----- Data excerpts -----
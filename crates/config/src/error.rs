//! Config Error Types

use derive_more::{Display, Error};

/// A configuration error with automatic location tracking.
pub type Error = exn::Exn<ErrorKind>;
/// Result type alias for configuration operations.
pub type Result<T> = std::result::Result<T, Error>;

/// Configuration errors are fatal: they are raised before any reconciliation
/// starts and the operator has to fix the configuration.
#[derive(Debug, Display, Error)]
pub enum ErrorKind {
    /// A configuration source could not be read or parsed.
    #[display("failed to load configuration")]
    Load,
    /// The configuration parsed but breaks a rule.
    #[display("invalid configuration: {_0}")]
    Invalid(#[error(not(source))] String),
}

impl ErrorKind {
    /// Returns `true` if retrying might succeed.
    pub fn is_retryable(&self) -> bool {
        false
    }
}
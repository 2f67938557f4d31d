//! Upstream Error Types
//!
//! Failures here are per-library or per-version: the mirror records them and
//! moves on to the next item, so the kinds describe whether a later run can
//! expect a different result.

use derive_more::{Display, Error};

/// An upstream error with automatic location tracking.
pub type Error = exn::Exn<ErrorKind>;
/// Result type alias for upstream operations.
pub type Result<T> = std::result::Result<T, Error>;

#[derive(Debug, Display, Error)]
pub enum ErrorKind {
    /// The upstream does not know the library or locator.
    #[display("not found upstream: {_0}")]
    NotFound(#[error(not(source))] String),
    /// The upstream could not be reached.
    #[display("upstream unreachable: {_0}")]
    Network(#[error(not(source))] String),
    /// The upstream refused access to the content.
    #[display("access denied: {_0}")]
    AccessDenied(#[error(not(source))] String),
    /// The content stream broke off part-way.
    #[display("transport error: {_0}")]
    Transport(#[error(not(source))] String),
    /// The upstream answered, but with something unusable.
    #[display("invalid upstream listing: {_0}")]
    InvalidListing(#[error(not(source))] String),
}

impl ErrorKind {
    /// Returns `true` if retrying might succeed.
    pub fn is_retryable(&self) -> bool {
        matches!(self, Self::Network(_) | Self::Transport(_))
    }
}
-----
Please report every line of the records above that contains the word "could".

_Expected answer_
    /// A configuration source could not be read or parsed.
    /// The upstream could not be reached.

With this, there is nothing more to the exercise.